Conjugating by a permutation amounts to "translating" into new labels for the elements being permuted, so "similar permutations" (conjugate permutations) must represent the same underlying "shuffling" of the elements of the set, just under possibly different names.

Formally: Suppose that $\sigma$ and $\tau$ are permutations.

Claim. Let $\rho = \tau\sigma\tau^{-1}$ (multiplication corresponding to composition of functions). If $\sigma(i)=j$, then $\rho(\tau(i)) = \tau(j)$. In particular, the cycle structure of $\rho$ is the same as the cycle structure of $\sigma$, replacing each entry $a$ with $\tau(a)$.

Proof. $\rho(\tau(i)) = \tau\sigma\tau^{-1}\tau(i) = \tau\sigma(i) = \tau(j)$. QED.

Conversely, suppose that $\sigma$ and $\rho$ have the same cycle structure. List the cycles of $\sigma$ above the cycles of $\rho$, aligning cycles of the same length with one another. Now interpret this as the two-line presentation of a permutation, and call it $\tau$; then $\tau\sigma\tau^{-1}=\rho$ by the claim.
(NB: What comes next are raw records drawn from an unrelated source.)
//! Statement dialect parsers. Each takes extracted plain text and yields transactions.

pub mod dmy_statement;

pub use dmy_statement::parse_statement_text;
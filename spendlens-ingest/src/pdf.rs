//! Page-text extraction from statement PDFs.
//!
//! The pipeline only needs plain text; the container format is someone else's problem.
//! A scanned statement may legitimately come back with no text at all.

use std::path::Path;

use tracing::{debug, info};

use crate::error::IngestError;

/// Anything that can turn a statement file into its concatenated page text.
pub trait TextSource: Send + Sync {
    fn extract_text(&self, path: &Path) -> Result<String, IngestError>;

    /// Human-readable backend name for capability reporting.
    fn name(&self) -> &'static str;
}

/// `pdf-extract` backed implementation
#[derive(Debug, Default, Clone, Copy)]
pub struct PdfTextSource;

impl TextSource for PdfTextSource {
    fn extract_text(&self, path: &Path) -> Result<String, IngestError> {
        if !path.exists() {
            return Err(IngestError::Io {
                path: path.to_path_buf(),
                source: std::io::Error::new(std::io::ErrorKind::NotFound, "file not found"),
            });
        }

        info!("Extracting text from {}", path.display());
        // pdf-extract panics on some malformed documents instead of returning an error
        let text = std::panic::catch_unwind(|| pdf_extract::extract_text(path))
            .map_err(|_| IngestError::Pdf {
                path: path.to_path_buf(),
                message: "PDF parser aborted on malformed input".to_string(),
            })?
            .map_err(|e| IngestError::Pdf {
                path: path.to_path_buf(),
                message: e.to_string(),
            })?;
        // pdf-extract separates pages with form feeds
        let text = text.replace('\u{c}', "\n");
        debug!("Extracted {} characters", text.len());
        Ok(text)
    }

    fn name(&self) -> &'static str {
        "pdf-extract"
    }
}

/// Reads the file as UTF-8 text. Used for pre-extracted statements and fixtures.
#[derive(Debug, Default, Clone, Copy)]
pub struct PlainTextSource;

impl TextSource for PlainTextSource {
    fn extract_text(&self, path: &Path) -> Result<String, IngestError> {
        std::fs::read_to_string(path).map_err(|source| IngestError::Io {
            path: path.to_path_buf(),
            source,
        })
    }

    fn name(&self) -> &'static str {
        "plain-text"
    }
}

#[cfg(test)]
mod tests {
    use super::*;
    use std::io::Write;

    #[test]
    fn test_plain_text_source_reads_file() {
        let mut f = tempfile::NamedTempFile::new().unwrap();
        writeln!(f, "09-Oct-24 CARREFOUR 45.50").unwrap();
        let text = PlainTextSource.extract_text(f.path()).unwrap();
        assert!(text.contains("CARREFOUR"));
    }

    #[test]
    fn test_missing_pdf_is_io_error() {
        let err = PdfTextSource
            .extract_text(Path::new("/definitely/not/here.pdf"))
            .unwrap_err();
        assert!(matches!(err, IngestError::Io { .. }));
    }

    #[test]
    fn test_corrupt_pdf_is_pdf_error() {
        let mut f = tempfile::Builder::new().suffix(".pdf").tempfile().unwrap();
        f.write_all(b"this is not a pdf").unwrap();
        let err = PdfTextSource.extract_text(f.path()).unwrap_err();
        assert!(matches!(err, IngestError::Pdf { .. }), "got {err:?}");
    }
}
use serde::Serialize;
use std::fs;

use crate::config::Config;

/// Capability check shared by `spendlens health` and `GET /health`.
#[derive(Debug, Clone, Serialize)]
pub struct HealthReport {
    /// "ok", or "degraded" when uploads cannot be staged
    pub status: &'static str,
    pub pdf_text: bool,
    pub xlsx_export: bool,
    pub api_key_set: bool,
    pub upload_dir: String,
}

impl HealthReport {
    pub fn check(config: &Config) -> Self {
        let dir = &config.server.upload_dir;
        let upload_ok = fs::create_dir_all(dir).is_ok();
        Self {
            status: if upload_ok { "ok" } else { "degraded" },
            // both backends are compiled in
            pdf_text: true,
            xlsx_export: true,
            api_key_set: config.api_key_set(),
            upload_dir: dir.display().to_string(),
        }
    }
}

#[cfg(test)]
mod tests {
    use super::*;

    #[test]
    fn test_check_reports_missing_key_and_creates_upload_dir() {
        let tmp = tempfile::tempdir().unwrap();
        let mut cfg = Config::default();
        cfg.server.upload_dir = tmp.path().join("uploads");
        cfg.llm.api_key_env = "SPENDLENS_HEALTH_TEST_UNSET_KEY".to_string();

        let report = HealthReport::check(&cfg);
        assert_eq!(report.status, "ok");
        assert!(!report.api_key_set);
        assert!(report.pdf_text && report.xlsx_export);
        assert!(cfg.server.upload_dir.is_dir());
    }

    #[test]
    fn test_unusable_upload_dir_is_degraded() {
        let f = tempfile::NamedTempFile::new().unwrap();
        let mut cfg = Config::default();
        // a regular file cannot host a directory
        cfg.server.upload_dir = f.path().join("uploads");
        assert_eq!(HealthReport::check(&cfg).status, "degraded");
    }
}
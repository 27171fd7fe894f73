use tracing_subscriber::{fmt, EnvFilter};

const DEFAULT_FILTER: &str = "spendlens=info";

/// Install the global subscriber. `RUST_LOG` wins over the default filter.
/// Logs go to stderr so `--json` output on stdout stays clean.
pub fn init_tracing() {
    let filter =
        EnvFilter::try_from_default_env().unwrap_or_else(|_| EnvFilter::new(DEFAULT_FILTER));

    fmt()
        .with_env_filter(filter)
        .with_writer(std::io::stderr)
        .init();
}
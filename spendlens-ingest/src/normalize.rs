//! Merchant-label cleanup applied before a description is sent for classification.
//!
//! Contactless and in-app purchases are printed as e.g. `NFC - (AP-PAY)-DUBAI MALL`;
//! only the trailing merchant name carries meaning.

use regex::Regex;
use std::sync::OnceLock;

fn wallet_prefix_re() -> &'static Regex {
    static RE: OnceLock<Regex> = OnceLock::new();
    RE.get_or_init(|| {
        Regex::new(r"(?i)^(?:NFC|IAP)\s*-\s*\([^)]+\)\s*-\s*").expect("valid wallet prefix regex")
    })
}

fn strip_once(desc: &str) -> &str {
    let mut desc = desc.trim();
    if let Some(rest) = desc.strip_prefix("- ") {
        desc = rest.trim();
    }
    if let Some(m) = wallet_prefix_re().find(desc) {
        desc = &desc[m.end()..];
    }
    desc.trim()
}

/// Clean a raw statement description into a merchant label.
///
/// Repeats until nothing more is stripped, so `normalize(normalize(x)) == normalize(x)`.
pub fn normalize_description(raw: &str) -> String {
    let mut desc = raw.trim();
    loop {
        let next = strip_once(desc);
        if next == desc {
            break;
        }
        desc = next;
    }
    desc.to_string()
}
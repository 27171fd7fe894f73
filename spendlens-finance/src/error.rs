use spendlens_ingest::IngestError;
use thiserror::Error;

use crate::remote::LlmError;

/// Failures that abort processing of a statement.
#[derive(Debug, Error)]
pub enum PipelineError {
    #[error("configuration error: {0}")]
    Config(#[from] LlmError),

    #[error("extraction failed: {0}")]
    Extraction(#[from] IngestError),

    #[error("extraction task failed: {0}")]
    Join(#[from] tokio::task::JoinError),
}

#[derive(Debug, Error)]
pub enum ExportError {
    #[error("spreadsheet error: {0}")]
    Xlsx(#[from] rust_xlsxwriter::XlsxError),
}
//! The closed set of spending categories a transaction can end up in.

use serde::{Deserialize, Serialize};
use std::fmt;

/// Spending category. Every transaction carries exactly one.
#[derive(Debug, Clone, Copy, Serialize, Deserialize, PartialEq, Eq, Hash)]
pub enum Category {
    #[serde(rename = "Food & Dining")]
    FoodAndDining,
    #[serde(rename = "Transportation")]
    Transportation,
    #[serde(rename = "Shopping")]
    Shopping,
    #[serde(rename = "Bills & Utilities")]
    BillsAndUtilities,
    #[serde(rename = "Entertainment")]
    Entertainment,
    #[serde(rename = "Healthcare")]
    Healthcare,
    #[serde(rename = "Personal Care")]
    PersonalCare,
    #[serde(rename = "Education")]
    Education,
    #[serde(rename = "Other")]
    Other,
}

impl Category {
    /// All categories in prompt order; `Other` is last.
    pub const ALL: [Category; 9] = [
        Category::FoodAndDining,
        Category::Transportation,
        Category::Shopping,
        Category::BillsAndUtilities,
        Category::Entertainment,
        Category::Healthcare,
        Category::PersonalCare,
        Category::Education,
        Category::Other,
    ];

    /// Display label, identical to the serialized form.
    pub fn as_str(&self) -> &'static str {
        match self {
            Category::FoodAndDining => "Food & Dining",
            Category::Transportation => "Transportation",
            Category::Shopping => "Shopping",
            Category::BillsAndUtilities => "Bills & Utilities",
            Category::Entertainment => "Entertainment",
            Category::Healthcare => "Healthcare",
            Category::PersonalCare => "Personal Care",
            Category::Education => "Education",
            Category::Other => "Other",
        }
    }

    /// Comma-separated list of every label, as shown to the classification model.
    pub fn label_list() -> String {
        Category::ALL
            .iter()
            .map(|c| c.as_str())
            .collect::<Vec<_>>()
            .join(", ")
    }

    /// Exact label lookup.
    pub fn from_label(label: &str) -> Option<Category> {
        Category::ALL.into_iter().find(|c| c.as_str() == label)
    }

    /// Map a free-form label (typically model output) onto the closed set.
    ///
    /// Exact match first, then case-insensitive match, then substring containment
    /// in either direction. Anything else, including a blank label, is `Other`.
    pub fn resolve(label: &str) -> Category {
        let label = label.trim();
        if label.is_empty() {
            return Category::Other;
        }
        if let Some(c) = Category::from_label(label) {
            return c;
        }

        let lower = label.to_lowercase();
        if let Some(c) = Category::ALL
            .into_iter()
            .find(|c| c.as_str().to_lowercase() == lower)
        {
            return c;
        }

        Category::ALL
            .into_iter()
            .find(|c| {
                let name = c.as_str().to_lowercase();
                name.contains(&lower) || lower.contains(&name)
            })
            .unwrap_or(Category::Other)
    }
}

impl fmt::Display for Category {
    fn fmt(&self, f: &mut fmt::Formatter<'_>) -> fmt::Result {
        f.write_str(self.as_str())
    }
}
For example, if $\sigma=(1,3,2,4)(5,6)$ and $\rho=(5,2,3,1)(6,4)$, then write $\begin{array}{cccccc} 1&3&2&4&5&6\\ 5&2&3&1&6&4 \end{array}$ Then we let $\tau$ be the permutation $1\mapsto 5$, $3\mapsto 2$, $2\mapsto 3$, $4\mapsto 1$, $5\mapsto 6$, and $6\mapsto 4$. Then by the claim above, $\tau\sigma\tau^{-1}=\rho$. (Note. As Gerry Myerson notes, if we aren't working in all of $S_n$, we may not have $\tau$ in whatever subgroup we happen to be working in; so there is an implicit assumption for the "if" part that we are working in $S_n$).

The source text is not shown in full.